The Fennimore Common Council upheld a veto by Mayor Charles Stenner pertaining to longevity pay for city employees during its meeting Monday evening, Oct. 22. A motion to override the mayor’s veto garnered only five votes, falling short of the six votes needed.
Alderperons Joe McBee, Greg Fry, Philip Nelson, Sara Brodt and David Streif voted to override. Alderpersons Linda Stephenson, Gerald Bollant and Mark Schoepp voted in opposition.
The council previously voted, 5-3, at an Oct. 15 special meeting to discontinue longevity pay following a one-time payment in 2013.
Stenner explained his reasoning for vetoing that motion in a letter presented to the council Monday evening.
“This would be an additional burden on the employees at a time they do not need it,” Stenner wrote. “The city employees will be paying a larger portion of their pension and health insurance. This is not the time to take more away from them.
“We had a good work force with many years experience in their jobs. This is not the way to treat them. We should show them the respect they deserve and not take advantage of them.”
Stenner presented an employee benefit analysis that detailed losses in take-home pay for city employees relating to an increase in health insurance premium and contribution to pensions, and the loss of longevity pay.
In the wake of the passage of Act 10, Governor Scott Walker’s collective bargaining law, non-union city employees will pay 7.5 percent of insurance premiums in 2013, which results in an increase of $55.80 to $438.72 per employee.
Employee contributions to the Wisconsin Retirement System ranged from $1,837.44 to $3,975.34 per employee in 2012, but will increase to $1,931.41 to $4,110.70 per employee in 2013.
Longevity pay resulted in an additional $132 to $1,768.50 per employee in 2012. Longevity pay, which was instituted during the 1970s, is additional annual compensation depending on years of service.
Fry made the motion concerning longevity pay at the Oct. 15 meeting.
“I understand what you are saying Chuck, and that is why my motion included to minimize the impact to have a one-time payout of $30 per year of seniority in 2013 so the impact of this would not be realized until 2014,” he said. “It would minimize the impact because of the other things the employees are being asked to contribute to.
“It is not that anything is being taken away, it is that they are being asked to contribute to what they are currently receiving.”
“It actually comes down to what they would be taking home, so you can look at it both ways,” Stenner replied. “I appreciate what you said with the $30 and everything, but I still think it is too big of an impact.
“It is something that probably should be looked at further down the road, and not right at this time. To me, it is not fair to do this at this time.”
Streif told the council if city employees were compared to employees in other municipalities, Fennimore employees are getting “a pretty fair deal.”

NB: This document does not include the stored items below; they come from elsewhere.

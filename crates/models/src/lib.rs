//! Record types and their validation rules.
//!
//! `product` is a sea-orm entity; `patient` and `employee` are plain serde
//! structs. All of them implement [`record::Record`].

pub mod errors;
pub mod db;
pub mod record;
pub mod product;
pub mod patient;
pub mod employee;
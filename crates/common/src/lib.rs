//! Shared helpers for the record services: logging setup, runtime checks and
//! the small response types every route group reuses.

pub mod types;
pub mod utils;
pub mod env;
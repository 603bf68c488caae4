use axum::{routing::get, Json, Router};
use common::types::{Health, Message};
use tower_http::{
    cors::CorsLayer,
    trace::{DefaultMakeSpan, DefaultOnFailure, DefaultOnRequest, DefaultOnResponse, TraceLayer},
};
use tracing::Level;

use crate::state::AppState;

pub mod employees;
pub mod patients;
pub mod products;

#[utoipa::path(get, path = "/", tag = "meta", responses((status = 200, description = "Service banner", body = crate::openapi::MessageDoc)))]
pub async fn home() -> Json<Message> {
    Json(Message::new("Record services API: products, patients, employees"))
}

#[utoipa::path(get, path = "/about", tag = "meta", responses((status = 200, description = "About", body = crate::openapi::MessageDoc)))]
pub async fn about() -> Json<Message> {
    Json(Message::new("A fully functional API to manage products, patient records and employees"))
}

#[utoipa::path(get, path = "/health", tag = "meta", responses((status = 200, description = "OK", body = crate::openapi::HealthResponse)))]
pub async fn health() -> Json<Health> {
    Json(Health { status: "ok" })
}

async fn openapi_json() -> Json<utoipa::openapi::OpenApi> {
    Json(crate::openapi::OPENAPI.clone())
}

/// Build the full application router: meta routes plus one group per record variant
pub fn build_router(state: AppState, cors: CorsLayer) -> Router {
    let meta = Router::new()
        .route("/", get(home))
        .route("/about", get(about))
        .route("/health", get(health))
        .route("/api-docs/openapi.json", get(openapi_json));

    Router::new()
        .merge(products::router())
        .merge(patients::router())
        .merge(employees::router())
        .with_state(state)
        .merge(meta)
        .layer(cors)
        .layer(
            TraceLayer::new_for_http()
                // 每次请求创建 span，包含方法和路径等，日志级别为 INFO
                .make_span_with(DefaultMakeSpan::new().level(Level::INFO).include_headers(false))
                .on_request(DefaultOnRequest::new().level(Level::INFO))
                // 响应返回时打点，包含状态码与耗时
                .on_response(DefaultOnResponse::new().level(Level::INFO).include_headers(false))
                // 失败（5xx 等）时以 ERROR 记录
                .on_failure(DefaultOnFailure::new().level(Level::ERROR)),
        )
}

Stenner said in his opinion, what is being done in other municipalities has “no bearing” on what should be done in Fennimore.
“These are our employees, these are people we work with all the time,” he said. “They need to be treated in a fair way and to me this isn’t a fair way.”
Stephenson told Stenner she agreed with him 100 percent before addressing the city employees in attendance.
“You know that things are coming and things have changed so much, and money is coming out of your checks, and that is hard,” she said. “It is hard for any of us to have money taken out of our checks. I think it is better a little bit at a time.”
Fry explained to those in attendance that he feels longevity pay is an “outdated practice.”
“If you listen to any of the presidential debates, there are 23 million Americans without a job,” he said. “The need for this, which is what we were told, was to try to keep employees around.
“I fully realize when this was put in place that jobs were plentiful and the drain on the labor pool was a lot. We live in different times now.”
In other action, the council:
• approved the purchase of a new furnace for the street department shop. Schrader Heating & Cooling was awarded the bid to install the furnace and dispose of the current unit.
Carroll’s Plumbing & Heating and H&N Plumbing and Heating also submitted bids for two-stage or modulating furnaces.
Schrader Heating & Cooling was the low bid at $2,290 for a 95 percent efficient Carrier two-stage furnace.
There is a $275 Focus on Energy incentive on two-stage furnaces, City Clerk Margaret Sprague noted.
• approved the sale of surplus equipment.
In response to an advertisement, the city received a high bid of $302.93 for a non-operable 2006 Chevrolet Impala and a high bid of $500 for a 1986 Chevrolet C-10 truck. The city also received a bid of $30 each for two used utility poles.
• approved a solid waste disposal contract for 2013-2017 with Town & Country Sanitation.
Faherty Inc. and Waste Management also submitted bids, but both included rate increases per year. Town & Country Sanitation’s rates will remain unchanged.
The city will pay $165 for each 40-yard roll off (presently $150) and $45 per ton of disposal (presently $42.50).